[Stored data]
-- -- --

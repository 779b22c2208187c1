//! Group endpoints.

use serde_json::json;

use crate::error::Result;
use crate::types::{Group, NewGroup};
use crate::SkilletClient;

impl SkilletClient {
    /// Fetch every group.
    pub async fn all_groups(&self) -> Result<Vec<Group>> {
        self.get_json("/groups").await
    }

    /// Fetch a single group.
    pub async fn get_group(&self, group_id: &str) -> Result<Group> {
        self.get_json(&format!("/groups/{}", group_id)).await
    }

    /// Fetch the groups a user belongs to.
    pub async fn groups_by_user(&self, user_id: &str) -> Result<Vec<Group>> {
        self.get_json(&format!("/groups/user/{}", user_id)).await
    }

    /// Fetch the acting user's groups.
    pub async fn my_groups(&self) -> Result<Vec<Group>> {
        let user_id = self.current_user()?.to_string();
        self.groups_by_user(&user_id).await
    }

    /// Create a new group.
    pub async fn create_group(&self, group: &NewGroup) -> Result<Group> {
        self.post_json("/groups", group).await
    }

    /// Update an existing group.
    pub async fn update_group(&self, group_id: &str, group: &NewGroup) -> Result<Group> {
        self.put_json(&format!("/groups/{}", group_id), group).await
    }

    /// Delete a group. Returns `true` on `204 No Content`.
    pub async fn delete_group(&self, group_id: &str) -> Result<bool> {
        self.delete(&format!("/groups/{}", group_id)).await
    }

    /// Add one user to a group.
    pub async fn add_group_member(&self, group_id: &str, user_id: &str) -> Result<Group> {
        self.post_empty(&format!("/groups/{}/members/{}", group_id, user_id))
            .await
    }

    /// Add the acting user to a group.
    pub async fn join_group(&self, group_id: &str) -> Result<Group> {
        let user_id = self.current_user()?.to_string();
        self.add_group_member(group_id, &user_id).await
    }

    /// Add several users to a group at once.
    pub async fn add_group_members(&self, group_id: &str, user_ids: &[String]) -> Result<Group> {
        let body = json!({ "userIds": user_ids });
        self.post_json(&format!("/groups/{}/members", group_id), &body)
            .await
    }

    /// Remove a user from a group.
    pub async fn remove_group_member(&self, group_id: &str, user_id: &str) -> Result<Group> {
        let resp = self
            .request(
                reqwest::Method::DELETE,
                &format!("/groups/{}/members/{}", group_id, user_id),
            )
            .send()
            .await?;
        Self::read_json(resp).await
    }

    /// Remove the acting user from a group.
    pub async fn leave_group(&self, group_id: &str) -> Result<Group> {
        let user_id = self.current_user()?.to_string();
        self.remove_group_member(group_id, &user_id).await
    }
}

-- -- --

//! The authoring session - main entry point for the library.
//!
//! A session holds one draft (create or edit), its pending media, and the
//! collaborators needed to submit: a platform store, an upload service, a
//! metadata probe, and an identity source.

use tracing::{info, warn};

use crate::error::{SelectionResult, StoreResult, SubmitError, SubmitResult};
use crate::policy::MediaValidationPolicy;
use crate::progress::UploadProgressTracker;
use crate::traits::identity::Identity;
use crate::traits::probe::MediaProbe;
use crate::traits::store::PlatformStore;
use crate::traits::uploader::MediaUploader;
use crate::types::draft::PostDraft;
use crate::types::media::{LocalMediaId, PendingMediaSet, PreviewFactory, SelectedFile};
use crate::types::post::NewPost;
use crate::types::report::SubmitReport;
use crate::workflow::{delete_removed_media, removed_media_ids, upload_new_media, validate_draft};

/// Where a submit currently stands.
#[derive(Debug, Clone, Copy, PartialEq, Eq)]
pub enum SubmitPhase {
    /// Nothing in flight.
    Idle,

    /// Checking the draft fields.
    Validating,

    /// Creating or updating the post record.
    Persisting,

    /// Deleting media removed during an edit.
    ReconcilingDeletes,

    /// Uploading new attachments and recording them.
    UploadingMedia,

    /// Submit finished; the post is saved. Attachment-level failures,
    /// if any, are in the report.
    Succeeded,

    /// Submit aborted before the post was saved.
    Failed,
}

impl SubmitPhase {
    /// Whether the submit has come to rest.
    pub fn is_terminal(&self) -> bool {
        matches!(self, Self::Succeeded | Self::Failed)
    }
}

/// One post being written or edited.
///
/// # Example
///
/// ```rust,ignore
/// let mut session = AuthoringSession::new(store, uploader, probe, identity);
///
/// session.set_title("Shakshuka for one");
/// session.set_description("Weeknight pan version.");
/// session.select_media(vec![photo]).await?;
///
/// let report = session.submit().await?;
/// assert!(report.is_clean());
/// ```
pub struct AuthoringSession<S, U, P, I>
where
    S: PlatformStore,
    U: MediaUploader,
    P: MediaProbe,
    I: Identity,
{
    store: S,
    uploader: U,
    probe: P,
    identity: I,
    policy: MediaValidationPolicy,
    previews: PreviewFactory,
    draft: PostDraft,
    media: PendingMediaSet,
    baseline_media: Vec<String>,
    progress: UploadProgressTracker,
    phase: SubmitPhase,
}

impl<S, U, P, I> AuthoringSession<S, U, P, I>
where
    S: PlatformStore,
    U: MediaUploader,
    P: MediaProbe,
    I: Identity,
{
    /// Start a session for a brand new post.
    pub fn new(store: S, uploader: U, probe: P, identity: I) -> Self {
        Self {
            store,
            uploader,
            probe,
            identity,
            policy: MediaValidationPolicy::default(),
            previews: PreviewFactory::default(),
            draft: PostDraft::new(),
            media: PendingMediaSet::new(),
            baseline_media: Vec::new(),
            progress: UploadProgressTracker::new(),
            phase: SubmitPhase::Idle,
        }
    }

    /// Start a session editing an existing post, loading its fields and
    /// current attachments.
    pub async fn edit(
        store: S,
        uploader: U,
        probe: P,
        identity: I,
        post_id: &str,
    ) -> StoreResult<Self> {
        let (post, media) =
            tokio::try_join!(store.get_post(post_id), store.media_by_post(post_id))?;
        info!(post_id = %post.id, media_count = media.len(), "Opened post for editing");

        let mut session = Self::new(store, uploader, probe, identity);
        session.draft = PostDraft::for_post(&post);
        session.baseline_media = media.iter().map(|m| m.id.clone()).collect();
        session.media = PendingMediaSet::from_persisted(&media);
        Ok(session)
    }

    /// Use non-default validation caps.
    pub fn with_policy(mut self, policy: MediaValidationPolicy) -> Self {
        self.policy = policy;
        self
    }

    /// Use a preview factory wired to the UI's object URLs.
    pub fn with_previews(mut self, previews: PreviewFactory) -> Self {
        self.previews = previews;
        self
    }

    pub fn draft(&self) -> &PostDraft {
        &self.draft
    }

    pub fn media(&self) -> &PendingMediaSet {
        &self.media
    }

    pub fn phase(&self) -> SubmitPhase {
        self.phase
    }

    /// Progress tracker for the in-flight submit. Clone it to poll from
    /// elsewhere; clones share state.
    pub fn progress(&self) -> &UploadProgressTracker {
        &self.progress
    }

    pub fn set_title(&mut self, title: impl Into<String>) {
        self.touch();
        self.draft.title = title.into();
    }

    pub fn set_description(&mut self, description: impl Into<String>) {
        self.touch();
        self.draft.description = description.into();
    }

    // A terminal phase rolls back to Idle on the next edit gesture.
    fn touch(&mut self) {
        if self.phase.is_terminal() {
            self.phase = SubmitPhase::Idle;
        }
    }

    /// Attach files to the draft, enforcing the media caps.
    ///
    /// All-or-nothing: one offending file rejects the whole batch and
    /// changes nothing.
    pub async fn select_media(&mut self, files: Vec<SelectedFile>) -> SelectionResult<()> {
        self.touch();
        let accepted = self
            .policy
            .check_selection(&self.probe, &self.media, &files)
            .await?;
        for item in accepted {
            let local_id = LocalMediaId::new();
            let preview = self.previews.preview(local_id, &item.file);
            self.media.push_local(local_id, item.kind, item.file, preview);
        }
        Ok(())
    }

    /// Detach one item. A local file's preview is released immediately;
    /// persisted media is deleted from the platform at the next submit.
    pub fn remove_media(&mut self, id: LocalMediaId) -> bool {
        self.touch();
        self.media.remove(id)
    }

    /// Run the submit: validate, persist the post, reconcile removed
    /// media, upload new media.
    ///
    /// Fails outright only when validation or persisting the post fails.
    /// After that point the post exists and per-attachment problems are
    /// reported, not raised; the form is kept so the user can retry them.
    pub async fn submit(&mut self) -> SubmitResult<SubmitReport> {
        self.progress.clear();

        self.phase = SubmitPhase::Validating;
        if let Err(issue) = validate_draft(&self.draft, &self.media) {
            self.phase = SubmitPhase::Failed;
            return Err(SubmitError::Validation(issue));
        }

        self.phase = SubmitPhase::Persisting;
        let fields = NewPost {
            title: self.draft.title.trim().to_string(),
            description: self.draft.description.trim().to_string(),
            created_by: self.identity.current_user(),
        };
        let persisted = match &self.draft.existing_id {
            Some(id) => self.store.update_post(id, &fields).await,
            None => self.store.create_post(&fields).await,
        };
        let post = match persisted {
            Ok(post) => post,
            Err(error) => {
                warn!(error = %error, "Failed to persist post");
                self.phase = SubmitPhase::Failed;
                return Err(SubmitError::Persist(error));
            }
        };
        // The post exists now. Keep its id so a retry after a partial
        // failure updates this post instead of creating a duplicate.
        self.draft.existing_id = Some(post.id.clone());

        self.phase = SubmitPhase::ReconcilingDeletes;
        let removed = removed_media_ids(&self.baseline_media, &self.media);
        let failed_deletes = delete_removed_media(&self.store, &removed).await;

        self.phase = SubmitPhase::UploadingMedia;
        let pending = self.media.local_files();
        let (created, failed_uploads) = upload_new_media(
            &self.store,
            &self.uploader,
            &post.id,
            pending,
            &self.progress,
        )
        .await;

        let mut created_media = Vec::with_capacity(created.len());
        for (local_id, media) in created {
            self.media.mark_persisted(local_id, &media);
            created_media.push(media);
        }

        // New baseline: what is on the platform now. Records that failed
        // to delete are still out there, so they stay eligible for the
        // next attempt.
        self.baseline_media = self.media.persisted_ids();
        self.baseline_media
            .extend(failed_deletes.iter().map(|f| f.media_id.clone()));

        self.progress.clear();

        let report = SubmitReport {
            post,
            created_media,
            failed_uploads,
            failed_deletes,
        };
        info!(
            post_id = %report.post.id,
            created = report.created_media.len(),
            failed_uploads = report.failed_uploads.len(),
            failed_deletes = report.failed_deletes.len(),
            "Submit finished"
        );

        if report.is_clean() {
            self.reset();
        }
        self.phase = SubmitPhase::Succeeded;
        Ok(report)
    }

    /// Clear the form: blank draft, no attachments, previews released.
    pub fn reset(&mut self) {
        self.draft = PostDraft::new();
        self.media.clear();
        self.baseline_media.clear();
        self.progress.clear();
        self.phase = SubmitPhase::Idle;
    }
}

-- -- --

Every line above that includes the word "MediaValidationPolicy" should be listed.

Exercise response:
use crate::policy::MediaValidationPolicy;
    policy: MediaValidationPolicy,
            policy: MediaValidationPolicy::default(),
    pub fn with_policy(mut self, policy: MediaValidationPolicy) -> Self {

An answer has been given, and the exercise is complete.